(Beginning of DATASET)
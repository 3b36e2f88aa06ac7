//! Configuration management
//!
//! Environment-seeded settings for the ledger engine: data directory and
//! the fixed mining difficulty.

pub mod settings;

pub use settings::{Config, GLOBAL_CONFIG};
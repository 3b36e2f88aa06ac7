// The persisted chain: an append-only sequence of blocks keyed by hash in
// the embedded store, plus the movable tip pointer. Sled's default tree is
// the single keyspace; block writes and tip writes share one store
// transaction so a crash can never leave a dangling tip.

use crate::config::GLOBAL_CONFIG;
use crate::core::{Block, ProofOfWork, TXOutput, Transaction};
use crate::error::{LedgerError, Result};
use data_encoding::HEXLOWER;
use log::info;
use sled::Db;
use std::collections::{HashMap, HashSet};
use std::path::PathBuf;
use std::sync::{Arc, RwLock};

/// Reserved store key holding the hash of the most recent block.
const TIP_BLOCK_HASH_KEY: &str = "lh";

const GENESIS_MEMO: &str = "First Transaction from Genesis";

/// Handle to one persisted ledger. The tip lives on the handle rather than
/// in process-wide state; every operation opens and releases its own store
/// scope.
#[derive(Clone)]
pub struct Blockchain {
    tip_hash: Arc<RwLock<Vec<u8>>>,
    db: Db,
    db_path: PathBuf,
}

impl Blockchain {
    /// Create a brand-new chain at the configured data directory, minting
    /// the genesis coinbase to `genesis_address`.
    pub fn create_blockchain(genesis_address: &str) -> Result<Blockchain> {
        Self::create_blockchain_with_path(genesis_address, &GLOBAL_CONFIG.get_data_dir())
    }

    /// Create a brand-new chain at `db_path`. Fails with `AlreadyExists`
    /// when a persisted chain is already present there.
    pub fn create_blockchain_with_path(genesis_address: &str, db_path: &str) -> Result<Blockchain> {
        let path = PathBuf::from(db_path);
        let db = sled::open(&path)
            .map_err(|e| LedgerError::Database(format!("Failed to open database: {e}")))?;

        if db
            .get(TIP_BLOCK_HASH_KEY)
            .map_err(|e| LedgerError::Database(format!("Failed to read tip hash: {e}")))?
            .is_some()
        {
            return Err(LedgerError::AlreadyExists(db_path.to_string()));
        }

        info!("Creating genesis block for address: {genesis_address}");
        let coinbase_tx = Transaction::new_coinbase_tx(genesis_address, GENESIS_MEMO)?;
        let genesis = Block::generate_genesis_block(&coinbase_tx)?;
        Self::persist_block(&db, &genesis)?;
        info!("Genesis created: {}", HEXLOWER.encode(genesis.get_hash()));

        Ok(Blockchain {
            tip_hash: Arc::new(RwLock::new(genesis.get_hash().to_vec())),
            db,
            db_path: path,
        })
    }

    /// Reopen the chain at the configured data directory.
    pub fn open_blockchain() -> Result<Blockchain> {
        Self::open_blockchain_with_path(&GLOBAL_CONFIG.get_data_dir())
    }

    /// Reopen an existing chain. Fails with `NotFound` when no persisted
    /// chain exists at `db_path`.
    pub fn open_blockchain_with_path(db_path: &str) -> Result<Blockchain> {
        let path = PathBuf::from(db_path);
        let db = sled::open(&path)
            .map_err(|e| LedgerError::Database(format!("Failed to open database: {e}")))?;

        let tip_bytes = db
            .get(TIP_BLOCK_HASH_KEY)
            .map_err(|e| LedgerError::Database(format!("Failed to read tip hash: {e}")))?
            .ok_or_else(|| {
                LedgerError::NotFound(format!("No existing chain at {db_path}, create one first"))
            })?;

        Ok(Blockchain {
            tip_hash: Arc::new(RwLock::new(tip_bytes.to_vec())),
            db,
            db_path: path,
        })
    }

    /// Block write and tip write, committed as one unit.
    fn persist_block(db: &Db, block: &Block) -> Result<()> {
        let block_hash = block.get_hash().to_vec();
        let block_data = block.serialize()?;

        db.transaction(|tx_db| {
            tx_db.insert(block_hash.as_slice(), block_data.as_slice())?;
            tx_db.insert(TIP_BLOCK_HASH_KEY, block_hash.as_slice())?;
            Ok(())
        })
        .map_err(|e: sled::transaction::TransactionError| {
            LedgerError::Database(format!("Failed to persist block: {e}"))
        })?;

        Ok(())
    }

    /// Mine a new block carrying `transactions` on top of the current tip,
    /// persist it, and advance the tip. Every transaction is verified and
    /// intra-block double spends are rejected before any mining work starts.
    pub fn mine_block(&self, transactions: &[Transaction]) -> Result<Block> {
        for (i, transaction) in transactions.iter().enumerate() {
            if !self.verify_transaction(transaction)? {
                return Err(LedgerError::Transaction(format!(
                    "Invalid transaction at index {i}"
                )));
            }
        }
        Self::check_for_double_spending(transactions)?;

        let block = Block::new_block(self.get_tip_hash(), transactions)?;
        Self::persist_block(&self.db, &block)?;
        self.set_tip_hash(block.get_hash());

        info!(
            "Mined block {} with {} transactions",
            HEXLOWER.encode(block.get_hash()),
            transactions.len()
        );
        Ok(block)
    }

    // The same prior output must not be referenced twice within one block;
    // each spend consumes an unspent output exactly once.
    fn check_for_double_spending(transactions: &[Transaction]) -> Result<()> {
        let mut spent_outputs: HashSet<(Vec<u8>, i64)> = HashSet::new();

        for transaction in transactions {
            if transaction.is_coinbase() {
                continue;
            }
            for input in transaction.get_vin() {
                let reference = (input.get_txid().to_vec(), input.get_vout());
                if !spent_outputs.insert(reference) {
                    return Err(LedgerError::Transaction(format!(
                        "Double spend within block: output {}:{} referenced twice",
                        HEXLOWER.encode(input.get_txid()),
                        input.get_vout()
                    )));
                }
            }
        }
        Ok(())
    }

    /// Cursor over the chain from the tip back to genesis.
    pub fn iterator(&self) -> ChainIterator {
        ChainIterator::new(self.get_tip_hash(), self.db.clone())
    }

    /// Reverse-scan the chain for a transaction by id.
    pub fn find_transaction(&self, txid: &[u8]) -> Result<Transaction> {
        let mut iterator = self.iterator();
        while let Some(block) = iterator.next_block()? {
            for transaction in block.get_transactions() {
                if transaction.get_id().eq(txid) {
                    return Ok(transaction.clone());
                }
            }
        }
        Err(LedgerError::TransactionNotFound(HEXLOWER.encode(txid)))
    }

    /// Ground-truth unspent-output computation: one reverse full-chain scan
    /// recording, per transaction id, the outputs (with their original
    /// indices) never referenced by any spending input. The UTXO index's
    /// reindex persists exactly this result.
    pub fn find_utxo(&self) -> Result<HashMap<String, Vec<(usize, TXOutput)>>> {
        let mut utxo: HashMap<String, Vec<(usize, TXOutput)>> = HashMap::new();
        let mut spent_txos: HashMap<String, Vec<i64>> = HashMap::new();

        let mut iterator = self.iterator();
        while let Some(block) = iterator.next_block()? {
            for tx in block.get_transactions() {
                let txid_hex = HEXLOWER.encode(tx.get_id());

                for (idx, out) in tx.get_vout().iter().enumerate() {
                    let spent = spent_txos
                        .get(txid_hex.as_str())
                        .is_some_and(|outs| outs.contains(&(idx as i64)));
                    if !spent {
                        utxo.entry(txid_hex.clone())
                            .or_default()
                            .push((idx, out.clone()));
                    }
                }

                if tx.is_coinbase() {
                    continue;
                }
                for txin in tx.get_vin() {
                    spent_txos
                        .entry(HEXLOWER.encode(txin.get_txid()))
                        .or_default()
                        .push(txin.get_vout());
                }
            }
        }
        Ok(utxo)
    }

    /// Resolve each input's prior transaction and sign every input.
    pub fn sign_transaction(&self, tx: &mut Transaction, pkcs8: &[u8]) -> Result<()> {
        let prev_txs = self.resolve_prior_transactions(tx)?;
        tx.sign(pkcs8, &prev_txs)
    }

    /// Resolve each input's prior transaction and verify every input.
    pub fn verify_transaction(&self, tx: &Transaction) -> Result<bool> {
        if tx.is_coinbase() {
            return Ok(true);
        }
        let prev_txs = self.resolve_prior_transactions(tx)?;
        tx.verify(&prev_txs)
    }

    fn resolve_prior_transactions(&self, tx: &Transaction) -> Result<HashMap<String, Transaction>> {
        let mut prev_txs = HashMap::new();
        for input in tx.get_vin() {
            let prev_tx = self.find_transaction(input.get_txid()).map_err(|e| match e {
                LedgerError::TransactionNotFound(id) => LedgerError::MissingPriorTransaction(id),
                other => other,
            })?;
            prev_txs.insert(HEXLOWER.encode(prev_tx.get_id()), prev_tx);
        }
        Ok(prev_txs)
    }

    pub fn get_tip_hash(&self) -> Vec<u8> {
        self.tip_hash
            .read()
            .expect("Failed to acquire read lock on tip hash")
            .clone()
    }

    fn set_tip_hash(&self, new_tip_hash: &[u8]) {
        let mut tip_hash = self
            .tip_hash
            .write()
            .expect("Failed to acquire write lock on tip hash");
        *tip_hash = new_tip_hash.to_vec();
    }

    pub fn get_db(&self) -> &Db {
        &self.db
    }

    pub fn get_db_path(&self) -> &PathBuf {
        &self.db_path
    }
}

/// Newest-to-oldest cursor. `next_block` yields `None` exactly once the
/// genesis block has been returned, so callers never probe for a
/// non-existent predecessor.
pub struct ChainIterator {
    db: Db,
    current_hash: Option<Vec<u8>>,
}

impl ChainIterator {
    fn new(tip_hash: Vec<u8>, db: Db) -> ChainIterator {
        ChainIterator {
            current_hash: Some(tip_hash),
            db,
        }
    }

    /// Load, proof-validate, and decode the block at the cursor, then move
    /// the cursor to its predecessor. A block failing proof-of-work
    /// validation surfaces `InvalidProof` rather than being accepted.
    pub fn next_block(&mut self) -> Result<Option<Block>> {
        let current_hash = match self.current_hash.take() {
            Some(hash) => hash,
            None => return Ok(None),
        };

        let block_bytes = self
            .db
            .get(current_hash.as_slice())
            .map_err(|e| LedgerError::Database(format!("Failed to load block: {e}")))?
            .ok_or_else(|| {
                LedgerError::NotFound(format!(
                    "Block {} not present in store",
                    HEXLOWER.encode(current_hash.as_slice())
                ))
            })?;
        let block = Block::deserialize(block_bytes.as_ref())?;

        if !ProofOfWork::validate(&block)? {
            return Err(LedgerError::InvalidProof(HEXLOWER.encode(block.get_hash())));
        }

        self.current_hash = if block.is_genesis() {
            None
        } else {
            Some(block.get_prev_block_hash().to_vec())
        };
        Ok(Some(block))
    }
}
(End of DATASET)
ASSIGNED TASK: Go through the entries and filter for lines holding the word "HashMap"; copy each match.

RESULT FOR THIS EXERCISE:
use std::collections::{HashMap, HashSet};
    pub fn find_utxo(&self) -> Result<HashMap<String, Vec<(usize, TXOutput)>>> {
        let mut utxo: HashMap<String, Vec<(usize, TXOutput)>> = HashMap::new();
        let mut spent_txos: HashMap<String, Vec<i64>> = HashMap::new();
    fn resolve_prior_transactions(&self, tx: &Transaction) -> Result<HashMap<String, Transaction>> {
        let mut prev_txs = HashMap::new();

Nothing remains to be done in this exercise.